Mt. Prospect, Ill. As critical care professionals develop a better understanding of the progression of H1N1, they are becoming better prepared to treat children with severe cases, according to a new study that will be published in the March issue of Pediatric Critical Care Medicine (PCCM).
Additionally, with careful management, the pediatric critical care system is expected to be able to meet the increased demands of a flu pandemic, according to a resource modeling study published in the same issue of PCCM. Both studies are available on www.pccmjournal.org.
The first H1N1 study focusing exclusively on critically ill children found that children with chronic illness, especially respiratory illness, are more likely to develop H1N1 influenza that requires critical care and that the virus is likely to change course as it attacks the lungs throughout the course of the illness.
"The good news is that all of our patients survived, even though some needed mechanical ventilators and heart medication," said senior author David G. Nichols, MD, professor of anesthesiology/critical care medicine and pediatrics at the Johns Hopkins University School of Medicine.

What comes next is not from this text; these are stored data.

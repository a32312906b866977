use serde::{Deserialize, Serialize};
use std::sync::atomic::{AtomicBool, Ordering};
use std::sync::Arc;
use tracing::debug;

/// Whether a batch session is currently processing videos
#[derive(Debug, Clone, Copy, Serialize, Deserialize, PartialEq, Eq)]
pub enum RunState {
    /// Queue and output folder may be edited
    Idle,

    /// A batch is running; queue and output folder are frozen
    Running,
}

/// Shared Idle/Running flag gating every mutating queue operation.
///
/// Cloning yields another handle to the same flag, so the control side and the
/// batch task observe a single state.
#[derive(Debug, Clone, Default)]
pub struct RunFlag {
    running: Arc<AtomicBool>,
}

impl RunFlag {
    pub fn new() -> Self {
        Self::default()
    }

    pub fn state(&self) -> RunState {
        if self.running.load(Ordering::Acquire) {
            RunState::Running
        } else {
            RunState::Idle
        }
    }

    pub fn is_running(&self) -> bool {
        self.state() == RunState::Running
    }

    /// Transition Idle -> Running. Returns false if a run is already active.
    pub fn try_begin(&self) -> bool {
        let began = self
            .running
            .compare_exchange(false, true, Ordering::AcqRel, Ordering::Acquire)
            .is_ok();
        debug!("Run flag try_begin: {}", began);
        began
    }

    /// Transition back to Idle
    pub fn finish(&self) {
        self.running.store(false, Ordering::Release);
        debug!("Run flag reset to Idle");
    }

    /// Hold the Running state until the returned guard is dropped.
    pub fn guard(&self) -> RunGuard {
        RunGuard { flag: self.clone() }
    }
}

/// Resets the flag to Idle on drop, even if the batch task unwinds.
#[derive(Debug)]
pub struct RunGuard {
    flag: RunFlag,
}

impl Drop for RunGuard {
    fn drop(&mut self) {
        self.flag.finish();
    }
}

#[cfg(test)]
mod tests {
    use super::*;

    #[test]
    fn test_flag_starts_idle() {
        let flag = RunFlag::new();
        assert_eq!(flag.state(), RunState::Idle);
        assert!(!flag.is_running());
    }

    #[test]
    fn test_only_one_run_can_begin() {
        let flag = RunFlag::new();
        let other = flag.clone();

        assert!(flag.try_begin());
        assert!(!other.try_begin());
        assert_eq!(other.state(), RunState::Running);

        other.finish();
        assert_eq!(flag.state(), RunState::Idle);
        assert!(flag.try_begin());
    }

    #[test]
    fn test_guard_resets_on_drop() {
        let flag = RunFlag::new();
        assert!(flag.try_begin());
        {
            let _guard = flag.guard();
            assert!(flag.is_running());
        }
        assert!(!flag.is_running());
    }
}
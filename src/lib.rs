/// Batch Watermark Remover - Rust Implementation
///
/// Queues MP4 videos, then runs an external watermark-removal script over each
/// one in turn while streaming progress and log events to the front end.

pub mod config;
pub mod console;
pub mod converter;
pub mod error;
pub mod events;
pub mod queue;
pub mod runner;
pub mod session;
pub mod state;

// Re-export main types for easy access
pub use crate::config::{Config, ConfigBuilder};
pub use crate::converter::{ConversionStats, Converter, ScriptConverter};
pub use crate::error::{BatchError, ConversionError, ValidationError};
pub use crate::events::{event_channel, BatchEvent, EventReceiver, EventSender, LogEvent, LogLevel, Progress};
pub use crate::queue::{AddOutcome, JobQueue};
pub use crate::runner::{destination_path, BatchRunner, BatchSummary, ItemOutcome, ItemResult};
pub use crate::session::{BatchOutcome, BatchSession};
pub use crate::state::{RunFlag, RunState};
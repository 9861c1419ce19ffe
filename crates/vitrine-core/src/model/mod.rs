//! Category records as the backend stores them.

pub mod category;
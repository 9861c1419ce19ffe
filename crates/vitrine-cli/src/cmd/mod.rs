//! Subcommand handlers.
//!
//! Every handler opens the [`Project`] it runs in, drives a
//! [`HierarchyController`] over the project's JSON store, and renders through
//! [`crate::output`].

pub mod create;
pub mod delete;
pub mod expand;
pub mod init;
pub mod show;
pub mod tree;
pub mod update;

use anyhow::{Context as _, Result};
use std::path::{Path, PathBuf};
use tracing::debug;
use vitrine_core::config::{self, ProjectConfig};
use vitrine_core::store::file::JsonFileStore;
use vitrine_core::{ErrorCode, ExpansionState, HierarchyController};

use crate::output::CliError;

/// An initialized project directory and its loaded config.
#[derive(Debug, Clone)]
pub struct Project {
    pub root: PathBuf,
    pub config: ProjectConfig,
}

impl Project {
    /// Find the project enclosing `start` and load its config.
    ///
    /// # Errors
    ///
    /// Fails with `E1001` if no `.vitrine/` directory exists at or above
    /// `start`, or `E1002` if its config does not parse.
    pub fn open(start: &Path) -> Result<Self> {
        let Some(root) = config::find_project_root(start) else {
            return Err(coded(
                ErrorCode::NotInitialized,
                format!("no .vitrine/ directory found at or above {}", start.display()),
            )
            .into());
        };
        let config = config::load_project_config(&root)
            .map_err(|e| coded(ErrorCode::ConfigParseError, format!("{e:#}")))?;
        debug!(root = %root.display(), "opened project");
        Ok(Self { root, config })
    }

    pub fn store(&self) -> JsonFileStore {
        JsonFileStore::new(self.config.store_path(&self.root))
    }

    /// A controller over this project's store, seeded with the persisted
    /// expansion set.
    pub fn controller(&self) -> Result<HierarchyController<JsonFileStore>> {
        Ok(HierarchyController::new(self.store())
            .with_max_name_len(self.config.validation.max_name_len)
            .with_expansion(self.load_expansion()?))
    }

    pub fn expansion_path(&self) -> PathBuf {
        config::expansion_path(&self.root)
    }

    /// Read `.vitrine/expanded.json`. A missing or blank file is an empty set.
    pub fn load_expansion(&self) -> Result<ExpansionState> {
        let path = self.expansion_path();
        if !path.exists() {
            return Ok(ExpansionState::new());
        }
        let raw = std::fs::read_to_string(&path)
            .with_context(|| format!("Failed to read {}", path.display()))?;
        if raw.trim().is_empty() {
            return Ok(ExpansionState::new());
        }
        serde_json::from_str(&raw).with_context(|| format!("Failed to parse {}", path.display()))
    }

    pub fn save_expansion(&self, expansion: &ExpansionState) -> Result<()> {
        let path = self.expansion_path();
        let mut body = serde_json::to_string_pretty(expansion)?;
        body.push('\n');
        std::fs::write(&path, body)
            .with_context(|| format!("Failed to write {}", path.display()))?;
        debug!(path = %path.display(), open = expansion.len(), "saved expansion state");
        Ok(())
    }
}

/// A [`CliError`] carrying `code` and its stock hint.
pub fn coded(code: ErrorCode, message: impl Into<String>) -> CliError {
    CliError::with_details(
        message,
        code.hint().unwrap_or(code.message()),
        code.code(),
    )
}

#[cfg(test)]
mod tests {
    use super::*;
    use tempfile::TempDir;

    fn init_dir() -> TempDir {
        let dir = TempDir::new().expect("tempdir");
        std::fs::create_dir_all(dir.path().join(".vitrine")).expect("mkdir");
        dir
    }

    #[test]
    fn open_outside_project_is_not_initialized() {
        let dir = TempDir::new().expect("tempdir");
        let err = Project::open(dir.path()).unwrap_err();
        let cli = CliError::from_anyhow(&err);
        assert_eq!(cli.error_code.as_deref(), Some("E1001"));
    }

    #[test]
    fn open_reports_config_parse_errors() {
        let dir = init_dir();
        std::fs::write(dir.path().join(".vitrine/config.toml"), "[display\n").expect("write");
        let err = Project::open(dir.path()).unwrap_err();
        let cli = CliError::from_anyhow(&err);
        assert_eq!(cli.error_code.as_deref(), Some("E1002"));
        assert!(cli.message.contains("config.toml"));
    }

    #[test]
    fn expansion_round_trips_through_disk() {
        let dir = init_dir();
        let project = Project::open(dir.path()).expect("open");
        assert!(project.load_expansion().expect("load").is_empty());

        let state: ExpansionState = ["cat-2", "cat-1"].into_iter().collect();
        project.save_expansion(&state).expect("save");

        let raw = std::fs::read_to_string(project.expansion_path()).expect("read");
        let ids: Vec<String> = serde_json::from_str(&raw).expect("json array");
        assert_eq!(ids, vec!["cat-1", "cat-2"]);
        assert_eq!(project.load_expansion().expect("load"), state);
    }
}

Compared to seasonal influenza, H1N1 influenza appears to have increased infection rates among children and young adults and varies in severity.
The researchers reviewed cases of 13 critically ill children with H1N1 admitted to the Johns Hopkins Hospital Children's Center pediatric intensive care unit during the spring and summer of 2009. They found that the vast majority (92%) of the children had an underlying chronic disease, usually a lung disease such as asthma, before contracting H1N1 infection.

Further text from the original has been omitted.